Our prime minister has now made it official: lying is his new way of engaging with Canadians.
A certain amount of attacking and fudging is a necessary evil in politics. But what the Conservative Party is doing in its renewed media campaign slagging NDP leader Tom Mulcair for championing a carbon tax he never proposed takes attack lying to a new low.
The first time this campaign rolled out, six months ago, it might have been the work of an overzealous campaign team testing the limits. Now that the gross inaccuracies have been so well documented and the campaign is being repeated, it’s clear that it’s an official policy of aggressive lying endorsed by the prime minister and by our silence.
The attack parrots just look you in the eye and repeat lies that have already been widely exposed as fraud. Wow.
There’s a dangerous pattern here, where facts and evidence are tossed out in favour of well-polished lies laid out on a buffet of untruths carefully calculated to satisfy us. It’s reminiscent of the lie-ridden acceptance speech of defeated U.S. Republican vice-presidential candidate Paul Ryan, whose pollster countered, “We’re not going to let our campaign be dictated by fact-checkers.”
OK, so then it’s official, we’re counting on voters to join us in a parallel universe of calculated fantasies.
Harper’s latest salvo fits with the firing of scientists whose work might be disturbing to the government’s agenda of stirring the economy with whatever dirty stick it takes to get it through the next election.
The lie-and-spin approach to public debate fits with Harper’s order to keep his campaigning MPs away from all-candidates meetings, as though engaging citizens in policy discussions is dangerous.
It’s something Premier Christy Clark copied in her byelection campaign where she barely won her seat. Demonizing the public’s insistence on facts fits with the Tory orders to federally funded scientists, working in the public interest on the public dime in the public realm, to shut up.
It fits with the prime minister’s and cabinet ministers’ repeated refusals to answer questions from the media.
It’s especially galling that this smear campaign has two targets: the official opposition and economists’ best-consensus policy to deal with climate change. The subtext is that both should be thrown out, even though establishing a predictable uniform price on carbon is endorsed by Canada’s major industry associations, including the Mining Association of Canada and the Canadian Association of Petroleum Producers.
It’s hard not to stand by between elections feeling helpless as these fabricated attacks keep coming, gradually enabling a new political culture of seemingly unlimited intellectual fraud and venom. Those who can’t win on their own merits depend on our complacency to allow poll-tested hate to be the new normal.

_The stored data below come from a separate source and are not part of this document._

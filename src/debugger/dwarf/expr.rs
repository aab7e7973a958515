//! The DWARF expression machine (spec §4.1, "Expression evaluation").
//!
//! WebAssembly toolchains encode a variable's location with the vendor
//! opcode `DW_OP_WASM_location` (0xED) — a location is a WASM local,
//! global, or operand-stack slot, optionally followed by ordinary DWARF
//! ops (`DW_OP_plus_uconst`, `DW_OP_deref`) to describe structure member
//! access or pointer indirection once the base address is in linear
//! memory.

use crate::debugger::error::{Error, Result};
use crate::debugger::value::TypedValue;

const DW_OP_WASM_LOCATION: u8 = 0xed;
const DW_OP_ADDR: u8 = 0x03;
const DW_OP_DEREF: u8 = 0x06;
const DW_OP_CONSTU: u8 = 0x10;
const DW_OP_PLUS_UCONST: u8 = 0x23;
const DW_OP_STACK_VALUE: u8 = 0x9f;

const WASM_LOC_LOCAL: u64 = 0;
const WASM_LOC_GLOBAL_I32: u64 = 1;
const WASM_LOC_OPERAND_STACK: u64 = 2;
const WASM_LOC_GLOBAL_I64: u64 = 3;

/// Snapshot of the paused frame's registers the location machine reads
/// from: WASM locals, globals (all modules, flat), and the current
/// operand stack.
pub struct RegisterSnapshot<'a> {
    pub locals: &'a [TypedValue],
    pub globals: &'a [TypedValue],
    pub stack: &'a [TypedValue],
}

/// Where a location expression says a variable's value lives.
#[derive(Debug, Clone)]
pub enum Located {
    /// The value is already fully formed (it lives in a WASM local/global/
    /// operand-stack slot).
    Register(TypedValue),
    /// The value lives at this linear-memory address; the caller must read
    /// `byte_size` bytes from it (possibly via a `MemoryEvaluator`) to
    /// obtain the final representation.
    Memory(u64),
}

fn read_uleb128(bytes: &[u8], pos: &mut usize) -> Result<u64> {
    let mut result = 0u64;
    let mut shift = 0;
    loop {
        let byte = *bytes
            .get(*pos)
            .ok_or_else(|| Error::EvaluationFailure("truncated location expression".into()))?;
        *pos += 1;
        result |= ((byte & 0x7f) as u64) << shift;
        if byte & 0x80 == 0 {
            break;
        }
        shift += 7;
    }
    Ok(result)
}

/// Resolve a raw DWARF location-expression byte string to a [`Located`]
/// value. This never itself performs a memory read; when the location
/// describes linear memory, it reports the address and lets the caller
/// (which may need to await a CDP round-trip) fetch the bytes.
pub fn resolve_location(expr: &[u8], regs: &RegisterSnapshot<'_>) -> Result<Located> {
    let mut pos = 0usize;
    // address accumulator used while chasing DW_OP_addr/plus_uconst/deref
    let mut addr_stack: Vec<u64> = Vec::new();
    let mut as_value = false;

    while pos < expr.len() {
        let op = expr[pos];
        pos += 1;
        match op {
            DW_OP_WASM_LOCATION => {
                let kind = read_uleb128(expr, &mut pos)?;
                let index = read_uleb128(expr, &mut pos)? as usize;
                let value = match kind {
                    WASM_LOC_LOCAL => regs
                        .locals
                        .get(index)
                        .ok_or_else(|| Error::EvaluationFailure(format!("no local #{index}")))?,
                    WASM_LOC_GLOBAL_I32 | WASM_LOC_GLOBAL_I64 => regs
                        .globals
                        .get(index)
                        .ok_or_else(|| Error::EvaluationFailure(format!("no global #{index}")))?,
                    WASM_LOC_OPERAND_STACK => regs
                        .stack
                        .get(index)
                        .ok_or_else(|| Error::EvaluationFailure(format!("no stack slot #{index}")))?,
                    other => {
                        return Err(Error::EvaluationFailure(format!(
                            "unsupported WASM location kind {other}"
                        )))
                    }
                };
                if as_value || pos >= expr.len() {
                    return Ok(Located::Register(value.clone()));
                }
                // A register can also carry an address (e.g. a local
                // holding a struct's base address); keep chasing.
                addr_stack.push(value.as_address()?);
            }
            DW_OP_ADDR => {
                let mut buf = [0u8; 4];
                buf.copy_from_slice(
                    expr.get(pos..pos + 4)
                        .ok_or_else(|| Error::EvaluationFailure("truncated DW_OP_addr".into()))?,
                );
                pos += 4;
                addr_stack.push(u32::from_le_bytes(buf) as u64);
            }
            DW_OP_CONSTU => {
                let v = read_uleb128(expr, &mut pos)?;
                addr_stack.push(v);
            }
            DW_OP_PLUS_UCONST => {
                let off = read_uleb128(expr, &mut pos)?;
                let top = addr_stack
                    .pop()
                    .ok_or_else(|| Error::EvaluationFailure("stack underflow".into()))?;
                addr_stack.push(top + off);
            }
            DW_OP_DEREF => {
                // Cannot deref without a memory read; the caller resolves
                // one hop at a time, so a bare deref at the end of an
                // expression just means "this IS a memory address".
                break;
            }
            DW_OP_STACK_VALUE => {
                as_value = true;
            }
            other => {
                return Err(Error::EvaluationFailure(format!(
                    "unsupported DWARF expression opcode 0x{other:02x}"
                )))
            }
        }
    }

    let addr = addr_stack
        .pop()
        .ok_or_else(|| Error::EvaluationFailure("empty location expression".into()))?;
    Ok(Located::Memory(addr))
}

#[cfg(test)]
mod tests {
    use super::*;

    fn uleb(mut v: u64) -> Vec<u8> {
        let mut out = vec![];
        loop {
            let mut byte = (v & 0x7f) as u8;
            v >>= 7;
            if v != 0 {
                byte |= 0x80;
            }
            out.push(byte);
            if v == 0 {
                break;
            }
        }
        out
    }

    #[test]
    fn resolves_local_register_directly() {
        let mut expr = vec![DW_OP_WASM_LOCATION];
        expr.extend(uleb(WASM_LOC_LOCAL));
        expr.extend(uleb(2));

        let locals = vec![TypedValue::I32(1), TypedValue::I32(2), TypedValue::I32(42)];
        let regs = RegisterSnapshot {
            locals: &locals,
            globals: &[],
            stack: &[],
        };

        match resolve_location(&expr, &regs).unwrap() {
            Located::Register(TypedValue::I32(42)) => {}
            other => panic!("unexpected: {other:?}"),
        }
    }

    #[test]
    fn resolves_memory_address_through_local_plus_offset() {
        let mut expr = vec![DW_OP_WASM_LOCATION];
        expr.extend(uleb(WASM_LOC_LOCAL));
        expr.extend(uleb(0));
        expr.push(DW_OP_PLUS_UCONST);
        expr.extend(uleb(8));

        let locals = vec![TypedValue::I32(0x1000)];
        let regs = RegisterSnapshot {
            locals: &locals,
            globals: &[],
            stack: &[],
        };

        match resolve_location(&expr, &regs).unwrap() {
            Located::Memory(addr) => assert_eq!(addr, 0x1008),
            other => panic!("unexpected: {other:?}"),
        }
    }
}
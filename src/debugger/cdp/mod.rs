//! The downstream CDP surface (spec §6.1) the core depends on, and the
//! concrete WebSocket transport underneath it. The transport and the
//! browser/runtime launcher are "external collaborators" (spec §1): the
//! core only ever talks to the [`CdpClient`] trait.

pub mod discover;
pub mod proxy;
pub mod transport;

use crate::debugger::error::Result;
use async_trait::async_trait;
use serde::{Deserialize, Serialize};
use serde_json::Value;
use tokio::sync::broadcast;

/// A CDP `Runtime.RemoteObject` (the subset this bridge needs).
#[derive(Debug, Clone, Default, Deserialize, Serialize)]
#[serde(rename_all = "camelCase")]
pub struct RemoteObject {
    #[serde(rename = "type")]
    pub r#type: String,
    #[serde(default)]
    pub subtype: Option<String>,
    #[serde(default)]
    pub value: Option<Value>,
    #[serde(default)]
    pub unserializable_value: Option<String>,
    #[serde(default)]
    pub description: Option<String>,
    #[serde(default)]
    pub object_id: Option<String>,
}

/// A CDP `Runtime.PropertyDescriptor` (the subset this bridge needs).
#[derive(Debug, Clone, Deserialize, Serialize)]
#[serde(rename_all = "camelCase")]
pub struct PropertyDescriptor {
    pub name: String,
    #[serde(default)]
    pub value: RemoteObject,
}

/// A CDP `Debugger.Location`. WASM source positions use `line_number: 0`
/// plus `column_number` equal to the byte offset (spec §2).
#[derive(Debug, Clone, Deserialize, Serialize)]
#[serde(rename_all = "camelCase")]
pub struct CdpLocation {
    pub script_id: String,
    pub line_number: u32,
    #[serde(default)]
    pub column_number: Option<u32>,
}

#[derive(Debug, Clone, Deserialize, Serialize)]
#[serde(rename_all = "camelCase")]
pub struct Scope {
    #[serde(rename = "type")]
    pub r#type: String,
    pub object: RemoteObject,
}

/// A CDP `Debugger.CallFrame` (the subset this bridge needs).
#[derive(Debug, Clone, Deserialize, Serialize)]
#[serde(rename_all = "camelCase")]
pub struct CallFrame {
    pub call_frame_id: String,
    pub function_name: String,
    pub location: CdpLocation,
    #[serde(default)]
    pub scope_chain: Vec<Scope>,
}

/// Decoded CDP events this bridge subscribes to (spec §6.1).
#[derive(Debug, Clone)]
pub enum CdpEvent {
    ScriptParsed {
        script_id: String,
        url: String,
        script_language: Option<String>,
    },
    Paused {
        call_frames: Vec<CallFrame>,
        reason: String,
    },
    Resumed,
    AttachedToTarget {
        session_id: String,
        target_id: String,
    },
    DetachedFromTarget {
        session_id: String,
    },
    PageLoadEventFired,
}

/// The downstream collaborator: a JSON-RPC-over-WebSocket channel to the
/// debuggee. Every command is a suspend point (spec §5); events are
/// fanned out to every subscriber via a broadcast channel so that each
/// [`proxy::SessionProxy`] can filter independently without stealing
/// events from another target's thread.
#[async_trait(?Send)]
pub trait CdpClient {
    /// Issue a CDP command, optionally tagged with a session id, and
    /// await its response's `result` payload.
    async fn call(&self, session_id: Option<&str>, method: &str, params: Value) -> Result<Value>;

    /// Subscribe to the event stream. Each call returns an independent
    /// receiver; a slow or absent subscriber never blocks others.
    fn subscribe(&self) -> broadcast::Receiver<(Option<String>, CdpEvent)>;
}
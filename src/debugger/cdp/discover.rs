//! Target readiness wait (spec §5, "Timeouts"): poll a CDP endpoint's
//! raw TCP port, then its `/json/list` HTTP endpoint, until the
//! debuggee is reachable or the attempt budget is exhausted. The
//! runtime/launcher itself stays an external collaborator; this module
//! only waits for what it starts to become reachable.

use crate::config::LaunchTimeouts;
use crate::debugger::error::{Error, Result};
use serde::Deserialize;
use tokio::net::TcpStream;
use tokio::time::sleep;

#[derive(Debug, Deserialize)]
struct TargetInfo {
    #[serde(rename = "webSocketDebuggerUrl")]
    web_socket_debugger_url: String,
}

/// Poll `host:port` until a TCP connection succeeds, then poll
/// `http://host:port/json/list` until it returns at least one target,
/// returning that target's WebSocket debugger URL.
pub async fn wait_for_debugger_url(host: &str, port: u16, timeouts: &LaunchTimeouts) -> Result<String> {
    wait_for_port(host, port, timeouts).await?;

    let client = reqwest::Client::new();
    let list_url = format!("http://{host}:{port}/json/list");

    for attempt in 0..timeouts.poll_attempts {
        match client.get(&list_url).send().await {
            Ok(resp) => {
                if let Ok(targets) = resp.json::<Vec<TargetInfo>>().await {
                    if let Some(target) = targets.into_iter().next() {
                        return Ok(target.web_socket_debugger_url);
                    }
                }
            }
            Err(_) if attempt + 1 < timeouts.poll_attempts => {}
            Err(e) => return Err(Error::CdpTransport(e.to_string())),
        }
        sleep(timeouts.interval()).await;
    }

    Err(Error::CdpTransport(format!(
        "no debug targets reported by {list_url} after {} attempts",
        timeouts.poll_attempts
    )))
}

async fn wait_for_port(host: &str, port: u16, timeouts: &LaunchTimeouts) -> Result<()> {
    let addr = format!("{host}:{port}");
    for attempt in 0..timeouts.poll_attempts {
        if TcpStream::connect(&addr).await.is_ok() {
            return Ok(());
        }
        if attempt + 1 == timeouts.poll_attempts {
            return Err(Error::CdpTransport(format!(
                "{addr} did not become reachable after {} attempts",
                timeouts.poll_attempts
            )));
        }
        sleep(timeouts.interval()).await;
    }
    Ok(())
}
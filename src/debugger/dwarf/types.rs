use std::fmt;

/// Stable identifier for a parsed type, keyed by its originating DIE offset.
#[derive(Debug, Clone, Copy, PartialEq, Eq, Hash)]
pub struct TypeId(pub usize);

#[derive(Debug, Clone)]
pub enum TypeKind {
    Base {
        encoding: gimli::DwAte,
    },
    Pointer {
        pointee: Option<TypeId>,
    },
    Array {
        element: Option<TypeId>,
        count: Option<u64>,
    },
    Structure {
        members: Vec<Member>,
    },
    Enumeration,
    Typedef {
        target: Option<TypeId>,
    },
    Const {
        target: Option<TypeId>,
    },
    Unknown,
}

#[derive(Debug, Clone)]
pub struct Member {
    pub name: String,
    pub offset: u64,
    pub r#type: Option<TypeId>,
}

/// A parsed `DW_TAG_*_type` DIE: display name, size and structural kind.
#[derive(Debug, Clone)]
pub struct TypeInfo {
    pub id: TypeId,
    pub name: Option<String>,
    pub byte_size: Option<u64>,
    pub kind: TypeKind,
}

impl TypeInfo {
    /// Strip one layer of `typedef`/`const` to the representational type,
    /// the shape a value evaluator or a UI type column wants to print.
    pub fn resolve<'a>(&'a self, table: &'a TypeTable) -> &'a TypeInfo {
        match &self.kind {
            TypeKind::Typedef { target: Some(t) } | TypeKind::Const { target: Some(t) } => {
                table.get(*t).map(|t| t.resolve(table)).unwrap_or(self)
            }
            _ => self,
        }
    }

    pub fn is_pointer(&self, table: &TypeTable) -> bool {
        matches!(self.resolve(table).kind, TypeKind::Pointer { .. })
    }
}

impl fmt::Display for TypeInfo {
    fn fmt(&self, f: &mut fmt::Formatter<'_>) -> fmt::Result {
        match &self.kind {
            TypeKind::Pointer { .. } => write!(f, "{}*", self.name.as_deref().unwrap_or("void")),
            TypeKind::Array { count: Some(n), .. } => {
                write!(f, "{}[{n}]", self.name.as_deref().unwrap_or("?"))
            }
            _ => write!(f, "{}", self.name.as_deref().unwrap_or("<anonymous>")),
        }
    }
}

/// Per-module table of parsed types, indexed by `TypeId`. One table is
/// shared by every compilation unit in a `DwarfContainer` (spec §3,
/// `DwarfContainer.type table`).
#[derive(Debug, Default)]
pub struct TypeTable {
    types: Vec<TypeInfo>,
}

impl TypeTable {
    pub fn insert(&mut self, name: Option<String>, byte_size: Option<u64>, kind: TypeKind) -> TypeId {
        let id = TypeId(self.types.len());
        self.types.push(TypeInfo {
            id,
            name,
            byte_size,
            kind,
        });
        id
    }

    pub fn get(&self, id: TypeId) -> Option<&TypeInfo> {
        self.types.get(id.0)
    }
}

As former Progressive Conservative prime minister Joe Clark warned in a Vancouver Sun interview: “I think the greatest threat to Canada is not some disease that will come, not some attack that will come, but [that] we will just grow sufficiently indifferent that instead of finding national reasons to come together, to be our best, to be excited about our whole country, we sort of slip into our gated communities and stay there and watch the world go by.”
He didn’t finish. We don’t just watch the world go by. In our indifference we also watch democracy go by. We watch our kids go by, shaking their heads at what we’re bequeathing them, staring deeper into their mobile devices where the distractions are so much more attractive than hate-and-lie-fuelled political discourse.